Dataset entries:
——————
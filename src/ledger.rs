use std::collections::HashMap;
use std::sync::{Mutex, PoisonError};

use chrono::{DateTime, Utc};
use hourglass_rs::SafeTimeProvider;
use tracing::{debug, info, warn};

use crate::calendar::clock;
use crate::charges::{sort_charges, Charge, ChargeBalance, ChargeRequest};
use crate::config::LedgerConfig;
use crate::decimal::Money;
use crate::errors::{LedgerError, Result};
use crate::events::{Event, EventStore};
use crate::overdue::{OverdueSweeper, OverdueTransition, PricingLookup, SweepReport};
use crate::payments::{
    charge_allocated_total, sort_payments, Allocation, AllocationEngine, AllocationLine,
    ChargeState, Payment, PaymentRequest, StatusTransition,
};
use crate::statement::Statement;
use crate::store::{ChangeSet, LedgerSnapshot, LedgerStore, MemoryStore, RecordFilter};
use crate::types::{ChargeId, ChargeStatus, CommunityId, ContractId, LedgerScope, PaymentId};

/// writes and events of one attempt, plus what the operation returns
struct Staged<T> {
    changes: ChangeSet,
    events: Vec<Event>,
    value: T,
}

impl<T> Staged<T> {
    fn new(changes: ChangeSet, events: Vec<Event>, value: T) -> Self {
        Self { changes, events, value }
    }

    /// nothing to write
    fn unchanged(value: T) -> Self {
        Self::new(ChangeSet::new(), Vec::new(), value)
    }
}

/// the row as the store holds it after a successful commit
fn committed_charge(charge: &Charge) -> Charge {
    let mut charge = charge.clone();
    charge.version += 1;
    charge
}

fn committed_payment(payment: &Payment) -> Payment {
    let mut payment = payment.clone();
    payment.version += 1;
    payment
}

fn status_events(transitions: &[StatusTransition], reason: &str, now: DateTime<Utc>) -> Vec<Event> {
    transitions
        .iter()
        .map(|t| Event::StatusChanged {
            charge_id: t.charge_id,
            old_status: t.from,
            new_status: t.to,
            reason: reason.to_string(),
            timestamp: now,
        })
        .collect()
}

/// Billing ledger for communities: charges, payments and their allocations.
///
/// Every mutating call reads the rows it needs, validates, and commits one
/// change set. A commit refused because a row moved underneath is retried from
/// the read step until the configured attempt budget runs out.
#[derive(Debug)]
pub struct CommunityLedger<S: LedgerStore> {
    store: S,
    config: LedgerConfig,
    events: Mutex<EventStore>,
}

impl CommunityLedger<MemoryStore> {
    /// ledger over a fresh in-process store
    pub fn in_memory(config: LedgerConfig) -> Result<Self> {
        Self::new(MemoryStore::new(), config)
    }
}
——————
TASK BRIEF: Print the records above exactly. Omit nothing.

EXERCISE SOLUTION:
filename src/ledger.rs
use std::collections::HashMap;
use std::sync::{Mutex, PoisonError};

use chrono::{DateTime, Utc};
use hourglass_rs::SafeTimeProvider;
use tracing::{debug, info, warn};

use crate::calendar::clock;
use crate::charges::{sort_charges, Charge, ChargeBalance, ChargeRequest};
use crate::config::LedgerConfig;
use crate::decimal::Money;
use crate::errors::{LedgerError, Result};
use crate::events::{Event, EventStore};
use crate::overdue::{OverdueSweeper, OverdueTransition, PricingLookup, SweepReport};
use crate::payments::{
    charge_allocated_total, sort_payments, Allocation, AllocationEngine, AllocationLine,
    ChargeState, Payment, PaymentRequest, StatusTransition,
};
use crate::statement::Statement;
use crate::store::{ChangeSet, LedgerSnapshot, LedgerStore, MemoryStore, RecordFilter};
use crate::types::{ChargeId, ChargeStatus, CommunityId, ContractId, LedgerScope, PaymentId};

/// writes and events of one attempt, plus what the operation returns
struct Staged<T> {
    changes: ChangeSet,
    events: Vec<Event>,
    value: T,
}

impl<T> Staged<T> {
    fn new(changes: ChangeSet, events: Vec<Event>, value: T) -> Self {
        Self { changes, events, value }
    }

    /// nothing to write
    fn unchanged(value: T) -> Self {
        Self::new(ChangeSet::new(), Vec::new(), value)
    }
}

/// the row as the store holds it after a successful commit
fn committed_charge(charge: &Charge) -> Charge {
    let mut charge = charge.clone();
    charge.version += 1;
    charge
}

fn committed_payment(payment: &Payment) -> Payment {
    let mut payment = payment.clone();
    payment.version += 1;
    payment
}

fn status_events(transitions: &[StatusTransition], reason: &str, now: DateTime<Utc>) -> Vec<Event> {
    transitions
        .iter()
        .map(|t| Event::StatusChanged {
            charge_id: t.charge_id,
            old_status: t.from,
            new_status: t.to,
            reason: reason.to_string(),
            timestamp: now,
        })
        .collect()
}

/// Billing ledger for communities: charges, payments and their allocations.
///
/// Every mutating call reads the rows it needs, validates, and commits one
/// change set. A commit refused because a row moved underneath is retried from
/// the read step until the configured attempt budget runs out.
#[derive(Debug)]
pub struct CommunityLedger<S: LedgerStore> {
    store: S,
    config: LedgerConfig,
    events: Mutex<EventStore>,
}

impl CommunityLedger<MemoryStore> {
    /// ledger over a fresh in-process store
    pub fn in_memory(config: LedgerConfig) -> Result<Self> {
        Self::new(MemoryStore::new(), config)
    }
}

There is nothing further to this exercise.